An estimated 2 000 men were medically circumcised over the weekend in a bid to raise awareness about reducing the risk of contracting HIV and other sexually transmitted diseases.
The circumcisions were done in Gauteng, KwaZulu-Natal, Mpumpalanga and North West.
Among those who underwent the procedure was 33-year-old actor Kagiso Modupe, who launched the nationwide campaign recently to mobilise men to get circumcised regardless of their age or health status.
According to the campaign’s partner organisations, Right to Care, Brothers for Life, CHAPS and MatCH, 150 clinics in the four provinces participated in #ZwakalaSkeem Day, which means “come with me, brother”.
“Circumcision is proven to reduce the risk of getting infected by HIV and other sexually transmitted infections and to reduce risk for cervical, anal and prostate cancer. It has benefits for both men and women,” the group said in a statement.
Dr Khumbulani Moyo, medical male circumcision manager at the USAid-funded Voluntary Male Medical Circumcision Consortium, said some men raised the issue of traditional verses medical circumcision.

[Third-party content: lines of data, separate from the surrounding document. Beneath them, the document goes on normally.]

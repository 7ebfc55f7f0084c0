//! Pre-built Test Fixtures
//!
//! Ready-to-use dates, people and places drawn from intake scenarios. The
//! values are fixed so tests stay predictable.

use chrono::NaiveDate;
use core_kernel::FixedClock;
use domain_relief::{Inquirer, Location, Person, ReliefRegistry};
use std::sync::Arc;

/// Fixture dates
pub struct DateFixtures;

impl DateFixtures {
    /// Builds a date, panicking on an impossible one
    pub fn ymd(year: i32, month: u32, day: u32) -> NaiveDate {
        NaiveDate::from_ymd_opt(year, month, day)
            .unwrap_or_else(|| panic!("invalid fixture date {}-{}-{}", year, month, day))
    }

    /// First day of the simulated intake calendar
    pub fn intake_start() -> NaiveDate {
        Self::ymd(2025, 1, 18)
    }

    /// Day the missing-person inquiry is taken
    pub fn inquiry_day() -> NaiveDate {
        Self::ymd(2025, 2, 10)
    }
}

/// Registry pinned to a simulated calendar
pub fn registry_on(today: NaiveDate) -> (ReliefRegistry, Arc<FixedClock>) {
    let clock = Arc::new(FixedClock::new(today));
    (ReliefRegistry::new(clock.clone()), clock)
}

/// Fixture people
pub struct PersonFixtures;

impl PersonFixtures {
    /// First name and entry date only
    pub fn freda(registry: &ReliefRegistry) -> Person {
        Person::new(registry.ids(), "Freda", "2025-01-18")
            .unwrap_or_else(|e| panic!("fixture person rejected: {}", e))
    }

    /// A fully described adult
    pub fn jane_alex(registry: &ReliefRegistry) -> Person {
        let mut person =
            Person::with_date_of_birth(registry.ids(), "Jane", "2025-02-09", "1990-06-01")
                .unwrap_or_else(|e| panic!("fixture person rejected: {}", e));
        person.set_last_name(Some("Alex".to_string()));
        person
            .set_gender("female")
            .unwrap_or_else(|e| panic!("fixture gender rejected: {}", e));
        person
    }
}

/// Fixture locations
pub struct LocationFixtures;

impl LocationFixtures {
    pub fn university_of_calgary() -> Location {
        Location::new("University of Calgary", "2500 University Dr NW")
    }

    pub fn community_centre() -> Location {
        Location::new("Kensington Community Centre", "1112 Kensington Rd NW")
    }
}

/// Fixture inquirers
pub struct InquirerFixtures;

impl InquirerFixtures {
    /// An external caller looking for a relative
    pub fn john() -> Inquirer {
        Inquirer::new("John", None, "403-555-0100", "Brother of the missing person")
            .unwrap_or_else(|e| panic!("fixture inquirer rejected: {}", e))
    }
}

“It is a choice,” said Moyo. “Medical male circumcisions can take place in a traditional context where it marks the transition from boy to man. The point is to incorporate the medical procedure regardless of religious or cultural background, which is very important from a healthcare perspective.
“I was circumcised today (Saturday), but this is just the beginning and I call on all men to circumcise because it is the right thing to do for them and their partners’ health.”
Modupe admitted he had been apprehensive.
“But once I had the local anaesthetic, I quickly realised I didn’t need to worry. Some guys said I was too old to be circumcised, but this is simply not true. Boys and men can be circumcised at any age. I am so grateful to every single one of the men who are doing the right thing today for themselves and for their partners. I felt so much support.”